**ABOUT THIS TASK:** Scan the data and please report how many lines include the word "after". Leave out everything but the number.

**THE DATA:**
▼▼▼

//! rollout CLI library: exposes modules for integration testing.

#![cfg_attr(test, allow(clippy::expect_used))]

pub mod app;
pub mod application;
pub mod cli;
pub mod commands;
pub mod domain;
pub mod infra;
pub mod output;
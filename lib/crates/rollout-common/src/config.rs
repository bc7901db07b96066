use serde::{Deserialize, Serialize};
use std::collections::BTreeMap;
use std::fmt;

use crate::types::EnvMap;

/// Number of releases retained per host when `keepReleases` is not set.
pub const DEFAULT_KEEP_RELEASES: usize = 5;

/// Upper bound for a single remote command when `commandTimeoutSecs` is not set.
pub const DEFAULT_COMMAND_TIMEOUT_SECS: u64 = 900;

/// SSH port used when a credential omits `port`.
pub const DEFAULT_SSH_PORT: u16 = 22;

/// Top-level deployment configuration (`rollout.yaml`).
#[derive(Debug, Clone, Serialize, Deserialize, PartialEq)]
#[serde(rename_all = "camelCase")]
pub struct DeploymentConfig {
    pub defaults: Defaults,
    #[serde(default)]
    pub environments: BTreeMap<String, EnvironmentProfile>,
    #[serde(default, skip_serializing_if = "BTreeMap::is_empty")]
    pub clusters: BTreeMap<String, ClusterProfile>,
}

/// Settings shared by every environment and cluster.
#[derive(Debug, Clone, Serialize, Deserialize, PartialEq)]
#[serde(rename_all = "camelCase")]
pub struct Defaults {
    /// Runtime version handed to the version manager, e.g. `"20"` or `"lts/iron"`.
    pub runtime_version: String,
    #[serde(default = "default_install_command")]
    pub install_command: String,
    #[serde(default = "default_build_command")]
    pub build_command: String,
    #[serde(default = "default_keep_releases")]
    pub keep_releases: usize,
    #[serde(default = "default_command_timeout_secs")]
    pub command_timeout_secs: u64,
    #[serde(default)]
    pub supervisor: SupervisorDefaults,
}

fn default_install_command() -> String {
    "npm ci".to_string()
}

fn default_build_command() -> String {
    "npm run build".to_string()
}

fn default_keep_releases() -> usize {
    DEFAULT_KEEP_RELEASES
}

fn default_command_timeout_secs() -> u64 {
    DEFAULT_COMMAND_TIMEOUT_SECS
}

/// Process-supervisor policy applied to every service unless overridden.
#[derive(Debug, Clone, Serialize, Deserialize, PartialEq)]
#[serde(rename_all = "camelCase")]
pub struct SupervisorDefaults {
    #[serde(default = "default_instances")]
    pub instances: u32,
    #[serde(default = "default_max_memory_restart")]
    pub max_memory_restart: String,
    #[serde(default)]
    pub env: EnvMap,
}

fn default_instances() -> u32 {
    1
}

fn default_max_memory_restart() -> String {
    "512M".to_string()
}

impl Default for SupervisorDefaults {
    fn default() -> Self {
        Self {
            instances: default_instances(),
            max_memory_restart: default_max_memory_restart(),
            env: EnvMap::new(),
        }
    }
}

/// How to reach one host.
#[derive(Clone, Serialize, Deserialize, PartialEq, Eq)]
#[serde(rename_all = "camelCase")]
pub struct RemoteCredential {
    pub host: String,
    pub username: String,
    #[serde(default, skip_serializing_if = "Option::is_none")]
    pub private_key: Option<String>,
    #[serde(default, skip_serializing_if = "Option::is_none")]
    pub password: Option<String>,
    #[serde(default, skip_serializing_if = "Option::is_none")]
    pub port: Option<u16>,
}

/// Authentication method resolved from a [`RemoteCredential`].
#[derive(Debug, Clone, Copy, PartialEq, Eq)]
pub enum Auth<'a> {
    /// Path to a private key file (may start with `~`).
    Key(&'a str),
    Password(&'a str),
}

impl RemoteCredential {
    /// Effective SSH port.
    #[must_use]
    pub fn port(&self) -> u16 {
        self.port.unwrap_or(DEFAULT_SSH_PORT)
    }

    /// `user@host`, the ssh destination.
    #[must_use]
    pub fn destination(&self) -> String {
        format!("{}@{}", self.username, self.host)
    }

    /// Returns the auth method, or `None` unless exactly one of key/password is set.
    #[must_use]
    pub fn auth(&self) -> Option<Auth<'_>> {
        match (self.private_key.as_deref(), self.password.as_deref()) {
            (Some(key), None) => Some(Auth::Key(key)),
            (None, Some(pass)) => Some(Auth::Password(pass)),
            _ => None,
        }
    }
}

impl fmt::Debug for RemoteCredential {
    fn fmt(&self, f: &mut fmt::Formatter<'_>) -> fmt::Result {
        f.debug_struct("RemoteCredential")
            .field("host", &self.host)
            .field("username", &self.username)
            .field("private_key", &self.private_key)
            .field("password", &self.password.as_ref().map(|_| "<redacted>"))
            .field("port", &self.port)
            .finish()
    }
}

/// Operator-supplied shell commands run around the main sequence.
#[derive(Debug, Clone, Default, Serialize, Deserialize, PartialEq, Eq)]
pub struct Hooks {
    #[serde(default)]
    pub before: Vec<String>,
    #[serde(default)]
    pub after: Vec<String>,
}

impl Hooks {
    #[must_use]
    pub fn is_empty(&self) -> bool {
        self.before.is_empty() && self.after.is_empty()
    }
}

/// One deployable process.
#[derive(Debug, Clone, Serialize, Deserialize, PartialEq)]
#[serde(rename_all = "camelCase")]
pub struct ServiceSpec {
    pub name: String,
    /// Entry script, relative to the release root.
    pub script: String,
    #[serde(default, skip_serializing_if = "Option::is_none")]
    pub port: Option<u16>,
    #[serde(default, skip_serializing_if = "Option::is_none")]
    pub instances: Option<u32>,
    #[serde(default, skip_serializing_if = "EnvMap::is_empty")]
    pub env: EnvMap,
}

/// What gets deployed and where, shared by environments and clusters.
#[derive(Debug, Clone, Serialize, Deserialize, PartialEq)]
#[serde(rename_all = "camelCase")]
pub struct TargetSpec {
    /// Absolute root of the release layout on the remote host.
    pub deploy_path: String,
    /// Paths under `shared/` linked into every release.
    #[serde(default, skip_serializing_if = "Vec::is_empty")]
    pub shared_paths: Vec<String>,
    #[serde(default)]
    pub services: Vec<ServiceSpec>,
    #[serde(default, skip_serializing_if = "Hooks::is_empty")]
    pub hooks: Hooks,
}

impl TargetSpec {
    #[must_use]
    pub fn layout(&self) -> ReleaseLayout {
        ReleaseLayout::from_root(&self.deploy_path)
    }
}

/// A named single-host deployment target.
#[derive(Debug, Clone, Serialize, Deserialize, PartialEq)]
pub struct EnvironmentProfile {
    #[serde(flatten)]
    pub credential: RemoteCredential,
    #[serde(flatten)]
    pub target: TargetSpec,
}

/// One member of a cluster.
#[derive(Debug, Clone, Serialize, Deserialize, PartialEq, Eq)]
pub struct ClusterServer {
    #[serde(flatten)]
    pub credential: RemoteCredential,
    #[serde(default, skip_serializing_if = "Option::is_none")]
    pub role: Option<String>,
}

/// A named set of hosts sharing one deployment.
#[derive(Debug, Clone, Serialize, Deserialize, PartialEq)]
#[serde(rename_all = "camelCase")]
pub struct ClusterProfile {
    #[serde(flatten)]
    pub target: TargetSpec,
    pub servers: Vec<ClusterServer>,
    #[serde(default, skip_serializing_if = "Option::is_none")]
    pub services_by_role: Option<BTreeMap<String, Vec<String>>>,
}

/// Filesystem convention on the remote host.
#[derive(Debug, Clone, PartialEq, Eq)]
pub struct ReleaseLayout {
    pub deploy_root: String,
    pub current: String,
    pub releases_dir: String,
    pub shared_dir: String,
}

impl ReleaseLayout {
    /// Derives `current`, `releases/` and `shared/` from the deploy root.
    #[must_use]
    pub fn from_root(root: &str) -> Self {
        let root = match root.trim_end_matches('/') {
            "" => "/",
            trimmed => trimmed,
        };
        let join = |leaf: &str| {
            if root == "/" {
                format!("/{leaf}")
            } else {
                format!("{root}/{leaf}")
            }
        };
        Self {
            deploy_root: root.to_string(),
            current: join("current"),
            releases_dir: join("releases"),
            shared_dir: join("shared"),
        }
    }

    /// Absolute path of the release with the given id.
    #[must_use]
    pub fn release_path(&self, release_id: &str) -> String {
        format!("{}/{release_id}", self.releases_dir)
    }
}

▲▲▲

**SOLUTION TO THIS PROBLEM:** 2